A pobreza cresce diante dos nossos olhos. Em muitas cidades vemos famílias inteiras vivendo nas calçadas, debaixo de viadutos ou improvisando abrigos com papelão. Não se trata apenas de falta de dinheiro. Trata-se da perda da dignidade, da perda da esperança e do enfraquecimento do valor da vida humana. Ao mesmo tempo, o crime organizado avança, oferecendo aquilo que o Estado e a sociedade deixaram de oferecer: sensação de proteção, pertencimento e sobrevivência. O resultado é um mundo mais brutal, mais frio e mais desumanizado.
Muitos, diante desse cenário, levantam uma acusação contra Deus: “Se Deus existe, por que não faz nada?” A raiz dessa pergunta nasce de um equívoco. Deus não criou a injustiça, e muito menos a miséria. Como ensina São Basílio, o Grande, “os bens dados por Deus à humanidade são suficientes para todos, mas a ganância faz com que alguns tenham mais do que precisam enquanto outros nada têm.” Deus nos deu uma terra capaz de alimentar todos, mas os corações se tornaram duros.
Quando o amor se esfria, o pobre deixa de ser próximo e passa a ser visto como problema. Quando o orgulho cresce, a dor do outro se torna invisível. Quando a fé enfraquece, perde-se o senso de responsabilidade diante de Deus e do irmão.
Nesse contexto, surgem também religiões e movimentos que prometem milagres automáticos, prosperidade instantânea e soluções emocionais rápidas. São João Crisóstomo advertia que muitos procuram “um Cristo feito à imagem dos seus desejos”, não o Cristo verdadeiro da Cruz. Essas falsas promessas seduzem porque oferecem alívio, não conversão.
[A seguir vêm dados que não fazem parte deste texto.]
//! TUIのイベントループ、入力処理、状態管理。

mod handlers;
mod render;

use anyhow::Result;
use crossterm::event::{self, Event, KeyEventKind};
use ratatui::layout::Rect;
use std::{path::PathBuf, time::Duration};
use tokio::sync::mpsc;

use crate::{
    admin::AdminState,
    config::Config,
    events::{Screen, UiState},
    input::InputBoxState,
    layout,
    shortcuts::Shortcuts,
    signature::SignaturePad,
    submission::FormSession,
    ui::Tui,
    worker::{self, WorkerCmd, WorkerEvent},
};

use handlers::{handle_key, handle_mouse, is_ctrl_c};
use render::draw;

/// ログパネルに保持する最大行数。
const LOG_CAPACITY: usize = 200;

/// 入力処理と描画で共有するアプリ状態。
pub struct App {
    /// 永続化された設定ファイルのパス。
    pub cfg_path: PathBuf,
    /// メモリ上の現在設定。
    pub cfg: Config,
    /// フォーカスやステータスなどUI固有の状態。
    pub ui: UiState,
    /// 入力値・検証結果・送信状態。
    pub session: FormSession,
    /// 署名パッド（マウスイベントだけが書き込む）。
    pub pad: SignaturePad,
    /// 署名パッドの描画面（端末セル座標）。
    pub pad_area: Rect,
    /// 管理画面の状態。
    pub admin: AdminState,
    /// Workerへのコマンド送信チャネル。
    pub worker_tx: mpsc::Sender<WorkerCmd>,
    /// Workerからのイベント受信チャネル。
    pub worker_rx: mpsc::Receiver<WorkerEvent>,
    /// 入力ボックスの状態（入力中はSome）。
    pub input_box: Option<InputBoxState>,
    /// ショートカットキー設定。
    pub shortcuts: Shortcuts,
}

impl App {
    pub fn new(
        cfg_path: PathBuf,
        cfg: Config,
        shortcuts: Shortcuts,
        worker_tx: mpsc::Sender<WorkerCmd>,
        worker_rx: mpsc::Receiver<WorkerEvent>,
    ) -> Self {
        let mut ui = UiState::new(Screen::Form);
        if !cfg.provider.is_configured() {
            ui.status = format!(
                "Email provider not configured (press {} for admin)",
                shortcuts.form.admin.join("/")
            );
        }
        Self {
            pad: SignaturePad::new(cfg.signature.width),
            admin: AdminState::new(&cfg),
            cfg_path,
            cfg,
            ui,
            session: FormSession::new(),
            pad_area: Rect::default(),
            worker_tx,
            worker_rx,
            input_box: None,
            shortcuts,
        }
    }

    /// ログを追加する（古いものから捨てる）。
    pub fn push_log(&mut self, line: String) {
        self.ui.log.push(line);
        if self.ui.log.len() > LOG_CAPACITY {
            let overflow = self.ui.log.len() - LOG_CAPACITY;
            self.ui.log.drain(..overflow);
        }
    }
}

/// ユーザーが終了するまでメインTUIループを回す。
pub async fn run_app(terminal: &mut Tui) -> Result<()> {
    // 設定ファイルを読み込む（初回はデフォルトを生成）。
    let cfg_path = PathBuf::from("config.toml");
    let cfg = Config::load_or_default(&cfg_path)?;

    // ショートカット設定を読み込む（無ければデフォルト）。
    let shortcuts = Shortcuts::load_or_default("shortcut.toml")?;

    // Worker通信用のコマンド/イベントチャネルを作る。
    let (tx_cmd, rx_cmd) = mpsc::channel::<WorkerCmd>(64);
    let (tx_ev, rx_ev) = mpsc::channel::<WorkerEvent>(256);

    // 起動時にプロバイダを初期化し、Workerへ渡す。
    tokio::spawn(worker::run(rx_cmd, tx_ev, worker::emailjs_mailer(&cfg)));

    let mut app = App::new(cfg_path, cfg, shortcuts, tx_cmd, rx_ev);

    loop {
        // 署名パッドの位置は端末サイズから決まる。描画前に更新する。
        let size = terminal.size()?;
        app.pad_area = layout::signature_canvas(Rect::new(0, 0, size.width, size.height));

        terminal.draw(|f| draw(f, &app))?;

        // 入力処理の前にWorkerイベントを消化する。
        while let Ok(ev) = app.worker_rx.try_recv() {
            handle_worker_event(&mut app, ev);
        }

        // UIの応答性確保のため短いタイムアウトで入力をポーリングする。
        if event::poll(Duration::from_millis(50))? {
            match event::read()? {
                Event::Key(k) if k.kind == KeyEventKind::Press => {
                    // どの画面でもCtrl+Cで終了できるようにする。
                    if is_ctrl_c(&k) {
                        break;
                    }
                    if handle_key(&mut app, k).await? {
                        break;
                    }
                }
                Event::Mouse(m) => handle_mouse(&mut app, m),
                _ => {}
            }
        }
    }
    Ok(())
}

/// WorkerイベントをUI状態へ反映する。
fn handle_worker_event(app: &mut App, ev: WorkerEvent) {
    match ev {
        WorkerEvent::SubmitFinished(outcome) => {
            let ok = outcome.is_ok();
            app.session.finish_submit(outcome);
            // 失敗はフォームとステータスラベルに出るので、ここには残さない。
            if ok {
                tracing::info!("submission succeeded");
                app.ui.status = "Refund request sent".into();
            } else {
                app.ui.status.clear();
            }
        }
        WorkerEvent::TestFinished(res) => {
            app.ui.status = match &res {
                Ok(_) => "Test email sent".into(),
                Err(_) => "Test email failed".into(),
            };
            app.admin.finish_test(res);
        }
        WorkerEvent::Log(s) => app.push_log(s),
    }
}

#[cfg(test)]
mod tests {
    use super::*;
    use crate::submission::SubmissionState;

    pub(super) fn test_app() -> (App, mpsc::Receiver<WorkerCmd>, mpsc::Sender<WorkerEvent>) {
        let (tx_cmd, rx_cmd) = mpsc::channel(8);
        let (tx_ev, rx_ev) = mpsc::channel(8);
        let path =
            std::env::temp_dir().join(format!("refund_tui_app_{}.toml", uuid::Uuid::new_v4()));
        let mut app = App::new(path, Config::default(), Shortcuts::default(), tx_cmd, rx_ev);
        app.pad_area = Rect::new(10, 5, 60, 10);
        (app, rx_cmd, tx_ev)
    }

    #[test]
    fn test_unconfigured_provider_is_flagged() {
        let (app, _rx, _tx) = test_app();
        assert!(app.ui.status.contains("not configured"));
        assert_eq!(app.ui.screen, Screen::Form);
    }

    #[test]
    fn test_log_is_bounded() {
        let (mut app, _rx, _tx) = test_app();
        for i in 0..(LOG_CAPACITY + 5) {
            app.push_log(format!("line {i}"));
        }
        assert_eq!(app.ui.log.len(), LOG_CAPACITY);
        assert_eq!(app.ui.log[0], "line 5");
    }

    #[test]
    fn test_late_result_is_ignored() {
        let (mut app, _rx, _tx) = test_app();
        handle_worker_event(&mut app, WorkerEvent::SubmitFinished(Ok(())));
        assert_eq!(app.session.state(), &SubmissionState::Idle);
    }
}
Prometem resultados, não arrependimento. Prometem poder, não entrega humilde ao amor de Deus.
A fé verdadeira nunca se baseia em fantasia. A fé verdadeira começa pelo reconhecimento da própria pobreza interior. Se não reconhecemos nossa miséria espiritual, não veremos a miséria do mundo ao nosso redor. São Pais da Igreja insistem que o primeiro passo para curar o mundo é curar o coração.
Então, o que pode ser feito?
A resposta não está em uma solução política única ou em um plano econômico universal. A mudança começa no coração e se espalha para a vida concreta.
Caridade real: Não é simplesmente dar coisas. É olhar o outro como ícone de Cristo. São Gregório de Nissa dizia que “quem ajuda o pobre é médico de si mesmo”. Ao ajudar, curamos nossa própria dureza.
Educação do coração: Ensinar às crianças e jovens que a vida humana tem valor. Não apenas valor de mercado. Valor diante de Deus.
Comunidade viva: A Igreja é chamada a ser casa para os feridos e cansados. Não apenas lugar de discursos. Onde existe liturgia sem misericórdia, a fé se torna teoria.
Testemunho pessoal: A fé cresce quando é vivida. Quando alguém vê um cristão amar de verdade, servir de verdade, perdoar de verdade, o mundo percebe que Deus não abandonou ninguém.
Não existe transformação sem esforço, sem paciência, sem cruz. Santo Isaque, o Sírio, dizia: “Quem deseja amar como Cristo deve carregar o peso dos sofrimentos do mundo com compaixão.” A compaixão verdadeira custa. Ela exige tempo, renúncia, presença e constância.
A pobreza e o crime não vencerão o mundo se o amor perdurar. O amor em Cristo não é um sentimento. É uma decisão, um caminho e uma vocação de todo cristão. Deus não abandonou o mundo. O mundo é que está se afastando de Deus. A cura começa quando cada um volta a Ele, com o coração sincero, e deixa seu amor transbordar como luz nas trevas que nos cercam.